EXERCISE AIM
When you reach the line containing "of the form", include it and stop; until then, return each line of the material exactly, starting with the first.

=== Section Start ===

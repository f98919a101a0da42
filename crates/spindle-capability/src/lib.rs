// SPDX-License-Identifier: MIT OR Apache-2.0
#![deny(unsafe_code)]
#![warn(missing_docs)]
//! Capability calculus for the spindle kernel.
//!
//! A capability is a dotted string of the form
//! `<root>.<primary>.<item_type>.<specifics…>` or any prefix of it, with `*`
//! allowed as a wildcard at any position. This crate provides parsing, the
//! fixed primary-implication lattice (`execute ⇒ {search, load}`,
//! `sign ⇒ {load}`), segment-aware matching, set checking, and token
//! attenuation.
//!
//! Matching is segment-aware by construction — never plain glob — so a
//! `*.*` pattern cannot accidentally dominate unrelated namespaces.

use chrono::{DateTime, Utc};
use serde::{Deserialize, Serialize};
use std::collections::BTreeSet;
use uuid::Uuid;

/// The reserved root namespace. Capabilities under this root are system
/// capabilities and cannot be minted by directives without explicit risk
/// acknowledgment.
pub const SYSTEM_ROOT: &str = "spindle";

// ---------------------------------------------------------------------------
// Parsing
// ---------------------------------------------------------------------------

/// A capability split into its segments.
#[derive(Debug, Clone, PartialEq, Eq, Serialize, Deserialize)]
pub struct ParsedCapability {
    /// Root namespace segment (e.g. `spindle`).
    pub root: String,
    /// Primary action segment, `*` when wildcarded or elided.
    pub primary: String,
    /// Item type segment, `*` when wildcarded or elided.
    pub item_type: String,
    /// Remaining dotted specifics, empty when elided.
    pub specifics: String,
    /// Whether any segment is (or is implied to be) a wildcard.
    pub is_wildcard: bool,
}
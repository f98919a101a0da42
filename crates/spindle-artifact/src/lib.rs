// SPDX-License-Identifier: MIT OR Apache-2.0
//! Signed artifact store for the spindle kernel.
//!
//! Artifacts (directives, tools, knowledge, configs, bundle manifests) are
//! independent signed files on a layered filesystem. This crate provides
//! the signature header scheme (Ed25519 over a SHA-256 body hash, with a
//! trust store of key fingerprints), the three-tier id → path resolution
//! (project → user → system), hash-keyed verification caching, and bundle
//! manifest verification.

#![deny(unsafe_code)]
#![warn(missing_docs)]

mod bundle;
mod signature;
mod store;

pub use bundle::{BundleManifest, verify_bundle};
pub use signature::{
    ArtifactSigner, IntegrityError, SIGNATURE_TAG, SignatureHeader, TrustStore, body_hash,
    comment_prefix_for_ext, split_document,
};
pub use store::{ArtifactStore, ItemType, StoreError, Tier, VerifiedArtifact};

=== Section End ===

WRITTEN RESPONSE
repository f98919a101a0da42
filename crates/spindle-capability/src/lib.rs
// SPDX-License-Identifier: MIT OR Apache-2.0
#![deny(unsafe_code)]
#![warn(missing_docs)]
//! Capability calculus for the spindle kernel.
//!
//! A capability is a dotted string of the form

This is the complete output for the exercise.